[Stored items]
┏━━
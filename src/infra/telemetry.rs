use std::sync::Once;

use metrics::{Unit, describe_counter, describe_histogram};
use tracing_error::ErrorLayer;
use tracing_subscriber::{
    EnvFilter, fmt,
    layer::{Layer, SubscriberExt},
    util::SubscriberInitExt,
};

use crate::{
    application::jobs::{
        METRIC_RECONCILE_FLUSHED_TOTAL, METRIC_RECONCILE_MISMATCH_TOTAL, METRIC_RECONCILE_MS,
        METRIC_RECONCILE_SKIPPED_TOTAL,
    },
    cache::{
        METRIC_CACHE_HIT_TOTAL, METRIC_CACHE_MISS_TOTAL, METRIC_KV_ERROR_TOTAL,
        METRIC_TRENDING_REFRESH_TOTAL, METRIC_VIEW_INCREMENT_TOTAL,
    },
    config::{LogFormat, LoggingSettings},
};

use super::error::InfraError;

static METRIC_DESCRIPTIONS: Once = Once::new();

/// Install a global tracing subscriber using the provided logging settings.
pub fn init(logging: &LoggingSettings) -> Result<(), InfraError> {
    describe_metrics();

    let env_filter = EnvFilter::builder()
        .with_default_directive(logging.level.into())
        .from_env_lossy();

    let fmt_layer = match logging.format {
        LogFormat::Json => fmt::layer()
            .json()
            .with_current_span(true)
            .with_span_list(true)
            .with_target(true)
            .boxed(),
        LogFormat::Compact => fmt::layer().compact().with_target(true).boxed(),
    };

    tracing_subscriber::registry()
        .with(env_filter)
        .with(ErrorLayer::default())
        .with(fmt_layer)
        .try_init()
        .map_err(|err| {
            InfraError::telemetry(format!("failed to install tracing subscriber: {err}"))
        })
}

fn describe_metrics() {
    METRIC_DESCRIPTIONS.call_once(|| {
        describe_counter!(
            METRIC_KV_ERROR_TOTAL,
            Unit::Count,
            "Total number of key-value operations that failed and served a fallback."
        );
        describe_counter!(
            METRIC_CACHE_HIT_TOTAL,
            Unit::Count,
            "Total number of tiered cache hits, labelled by cache and tier."
        );
        describe_counter!(
            METRIC_CACHE_MISS_TOTAL,
            Unit::Count,
            "Total number of tiered cache misses on both tiers."
        );
        describe_counter!(
            METRIC_VIEW_INCREMENT_TOTAL,
            Unit::Count,
            "Total number of view increments recorded in the cache."
        );
        describe_counter!(
            METRIC_RECONCILE_FLUSHED_TOTAL,
            Unit::Count,
            "Total number of view counters written and verified in the durable store."
        );
        describe_counter!(
            METRIC_RECONCILE_MISMATCH_TOTAL,
            Unit::Count,
            "Total number of view counters whose persisted value did not match after write."
        );
        describe_counter!(
            METRIC_RECONCILE_SKIPPED_TOTAL,
            Unit::Count,
            "Total number of dirty posts skipped because their cached counter had expired."
        );
        describe_histogram!(
            METRIC_RECONCILE_MS,
            Unit::Milliseconds,
            "Reconciliation run latency in milliseconds."
        );
        describe_counter!(
            METRIC_TRENDING_REFRESH_TOTAL,
            Unit::Count,
            "Total number of trending warm attempts, labelled by outcome."
        );
    });
}
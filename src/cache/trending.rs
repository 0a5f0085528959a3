//! Refresh-ahead cache for trending hashtags.
//!
//! The list is recomputed by a [`TrendingSource`] and stored three ways: the
//! primary snapshot (short TTL), a [`BackupRecord`] copy (long TTL) and the
//! `last_updated` timestamp. Age relative to the primary TTL decides the
//! [`Freshness`]: readers keep being served while a refresh runs in the
//! background, and fall back to the backup once the primary is gone.
//!
//! Refreshes take the `trending:refreshing` claim first, so concurrent
//! readers and the cron worker never recompute the list at the same time.

use std::{sync::Arc, time::Duration};

use bytes::Bytes;
use metrics::counter;
use tokio::task::JoinHandle;
use tracing::{debug, info, warn};

use super::{
    clock::Clock,
    codec::{self, BackupRecord, TrendingSnapshot, decode_timestamp, encode_timestamp},
    config::CacheConfig,
    keys::CacheKey,
    kv::{KvError, KvExt, KvStore, Pipeline, report_kv_error},
};
use crate::{application::repos::TrendingSource, domain::entities::TrendingTopic};

pub(crate) const METRIC_TRENDING_REFRESH_TOTAL: &str = "feedtally_trending_refresh_total";

/// Upper bound on how long a crashed refresher can block the next one.
const REFRESH_CLAIM_TTL: Duration = Duration::from_secs(30);

#[derive(Debug, Clone, Copy, PartialEq, Eq)]
pub enum Freshness {
    /// Younger than half the TTL.
    Fresh,
    /// Between half the TTL and the TTL: served, refresh due.
    Stale,
    /// At least one TTL old, or never computed.
    Expired,
}

#[derive(Debug, Clone, Copy, PartialEq, Eq)]
pub enum WarmOutcome {
    /// The list was fresh enough; nothing was recomputed.
    Skipped,
    /// A new list with this many topics was stored.
    Refreshed(usize),
    /// The source or the store failed; the previous list stays in place.
    Failed,
}

impl WarmOutcome {
    fn label(self) -> &'static str {
        match self {
            WarmOutcome::Skipped => "skipped",
            WarmOutcome::Refreshed(_) => "refreshed",
            WarmOutcome::Failed => "failed",
        }
    }
}

#[derive(Clone)]
pub struct TrendingCache {
    kv: Arc<dyn KvStore>,
    source: Arc<dyn TrendingSource>,
    clock: Arc<dyn Clock>,
    ttl: Duration,
    backup_ttl: Duration,
    window: Duration,
    limit: usize,
}

impl TrendingCache {
    pub fn new(
        kv: Arc<dyn KvStore>,
        source: Arc<dyn TrendingSource>,
        clock: Arc<dyn Clock>,
        config: &CacheConfig,
    ) -> Self {
        Self {
            kv,
            source,
            clock,
            ttl: config.trending_ttl,
            backup_ttl: config.trending_backup_ttl,
            window: config.trending_window,
            limit: config.trending_limit,
        }
    }

    /// Current list: the primary snapshot, else the backup, else empty.
    pub async fn get(&self) -> Vec<TrendingTopic> {
        let primary = CacheKey::trending_topics();
        match self.kv.get(primary.as_str()).await {
            Ok(Some(bytes)) => match codec::decode::<TrendingSnapshot>(&bytes) {
                Ok(snapshot) => return snapshot.topics,
                Err(err) => warn!(
                    key = primary.as_str(),
                    error = %err,
                    "discarding undecodable trending snapshot"
                ),
            },
            Ok(None) => {}
            Err(err) => {
                report_kv_error("trending.get", primary.as_str(), &err);
                return Vec::new();
            }
        }

        let backup = CacheKey::trending_topics_backup();
        match self.kv.get(backup.as_str()).await {
            Ok(Some(bytes)) => match codec::decode::<BackupRecord<TrendingSnapshot>>(&bytes) {
                Ok(record) => {
                    debug!(
                        snapshot_at = %record.timestamp,
                        "serving trending topics from backup"
                    );
                    record.data.topics
                }
                Err(err) => {
                    warn!(
                        key = backup.as_str(),
                        error = %err,
                        "discarding undecodable trending backup"
                    );
                    Vec::new()
                }
            },
            Ok(None) => Vec::new(),
            Err(err) => {
                report_kv_error("trending.get_backup", backup.as_str(), &err);
                Vec::new()
            }
        }
    }

    /// Serve the current list and, unless it is fresh, start a background
    /// refresh. No task is spawned while another refresh holds the claim.
    /// The handle may be dropped; the refresh keeps running.
    pub async fn get_or_refresh(&self) -> (Vec<TrendingTopic>, Option<JoinHandle<WarmOutcome>>) {
        let topics = self.get().await;
        if self.freshness().await == Freshness::Fresh {
            return (topics, None);
        }

        match self.claim_refresh().await {
            Ok(true) => {}
            Ok(false) => return (topics, None),
            Err(err) => {
                report_kv_error(
                    "trending.claim_refresh",
                    CacheKey::trending_refreshing().as_str(),
                    &err,
                );
                return (topics, None);
            }
        }

        let cache = self.clone();
        let handle = tokio::spawn(async move { cache.warm_claimed().await });
        (topics, Some(handle))
    }

    /// Store a freshly computed list with its backup and timestamp.
    pub async fn set(&self, topics: &[TrendingTopic]) -> Result<(), KvError> {
        let now = self.clock.now();
        let snapshot = TrendingSnapshot {
            topics: topics.to_vec(),
        };
        let backup = BackupRecord {
            data: snapshot.clone(),
            timestamp: now,
        };

        let (primary_bytes, backup_bytes) = match (codec::encode(&snapshot), codec::encode(&backup))
        {
            (Ok(primary), Ok(backup)) => (primary, backup),
            (Err(err), _) | (_, Err(err)) => {
                return Err(KvError::command(format!(
                    "failed to encode trending snapshot: {err}"
                )));
            }
        };

        let mut pipeline = Pipeline::atomic();
        pipeline.set_with_ttl(CacheKey::trending_topics(), primary_bytes, self.ttl);
        pipeline.set_with_ttl(
            CacheKey::trending_topics_backup(),
            backup_bytes,
            self.backup_ttl,
        );
        pipeline.set_with_ttl(
            CacheKey::trending_last_updated(),
            encode_timestamp(now),
            self.backup_ttl,
        );
        self.kv.execute(pipeline).await.map(|_| ())
    }

    /// Age of the stored list relative to the primary TTL.
    pub async fn freshness(&self) -> Freshness {
        let Some(age) = self.age().await else {
            return Freshness::Expired;
        };
        if age < self.ttl / 2 {
            Freshness::Fresh
        } else if age < self.ttl {
            Freshness::Stale
        } else {
            Freshness::Expired
        }
    }

    /// True when the list is older than half its TTL or was never computed.
    pub async fn should_refresh(&self) -> bool {
        match self.age().await {
            Some(age) => age > self.ttl / 2,
            None => true,
        }
    }

    /// Recompute and store the list if it is due. Skipped while another
    /// refresh holds the claim.
    pub async fn warm_cache(&self) -> WarmOutcome {
        match self.claim_refresh().await {
            Ok(true) => self.warm_claimed().await,
            Ok(false) => {
                debug!("trending refresh already in progress");
                record(WarmOutcome::Skipped)
            }
            Err(err) => {
                // The refresh below reports the store failure itself.
                debug!(error = %err, "could not claim trending refresh");
                record(self.warm_inner().await)
            }
        }
    }

    async fn warm_claimed(&self) -> WarmOutcome {
        let outcome = self.warm_inner().await;
        let claim = CacheKey::trending_refreshing();
        if let Err(err) = self.kv.del(vec![claim.to_string()]).await {
            report_kv_error("trending.release_refresh", claim.as_str(), &err);
        }
        record(outcome)
    }

    async fn claim_refresh(&self) -> Result<bool, KvError> {
        self.kv
            .set_nx_with_ttl(
                CacheKey::trending_refreshing().as_str(),
                Bytes::from_static(b"1"),
                REFRESH_CLAIM_TTL,
            )
            .await
    }

    async fn warm_inner(&self) -> WarmOutcome {
        if !self.should_refresh().await {
            return WarmOutcome::Skipped;
        }

        let since = self.clock.now() - self.window;
        let topics = match self.source.trending_topics(since, self.limit).await {
            Ok(topics) => topics,
            Err(err) => {
                warn!(error = %err, "trending source failed, keeping previous list");
                return WarmOutcome::Failed;
            }
        };

        match self.set(&topics).await {
            Ok(()) => {
                info!(topics = topics.len(), "refreshed trending topics");
                WarmOutcome::Refreshed(topics.len())
            }
            Err(err) => {
                report_kv_error("trending.set", CacheKey::trending_topics().as_str(), &err);
                WarmOutcome::Failed
            }
        }
    }

    async fn age(&self) -> Option<Duration> {
        let key = CacheKey::trending_last_updated();
        let bytes = match self.kv.get(key.as_str()).await {
            Ok(bytes) => bytes?,
            Err(err) => {
                report_kv_error("trending.last_updated", key.as_str(), &err);
                return None;
            }
        };
        let updated_at = decode_timestamp(&bytes)?;
        // A timestamp from the future counts as brand new.
        Some(Duration::try_from(self.clock.now() - updated_at).unwrap_or(Duration::ZERO))
    }
}

fn record(outcome: WarmOutcome) -> WarmOutcome {
    counter!(METRIC_TRENDING_REFRESH_TOTAL, "outcome" => outcome.label()).increment(1);
    outcome
}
┗━━
WHAT THIS TASK INVOLVES:
Search the data for the word "tokio" and report how many lines include it, with the number alone.

SOLUTION FOR THIS PROBLEM:
2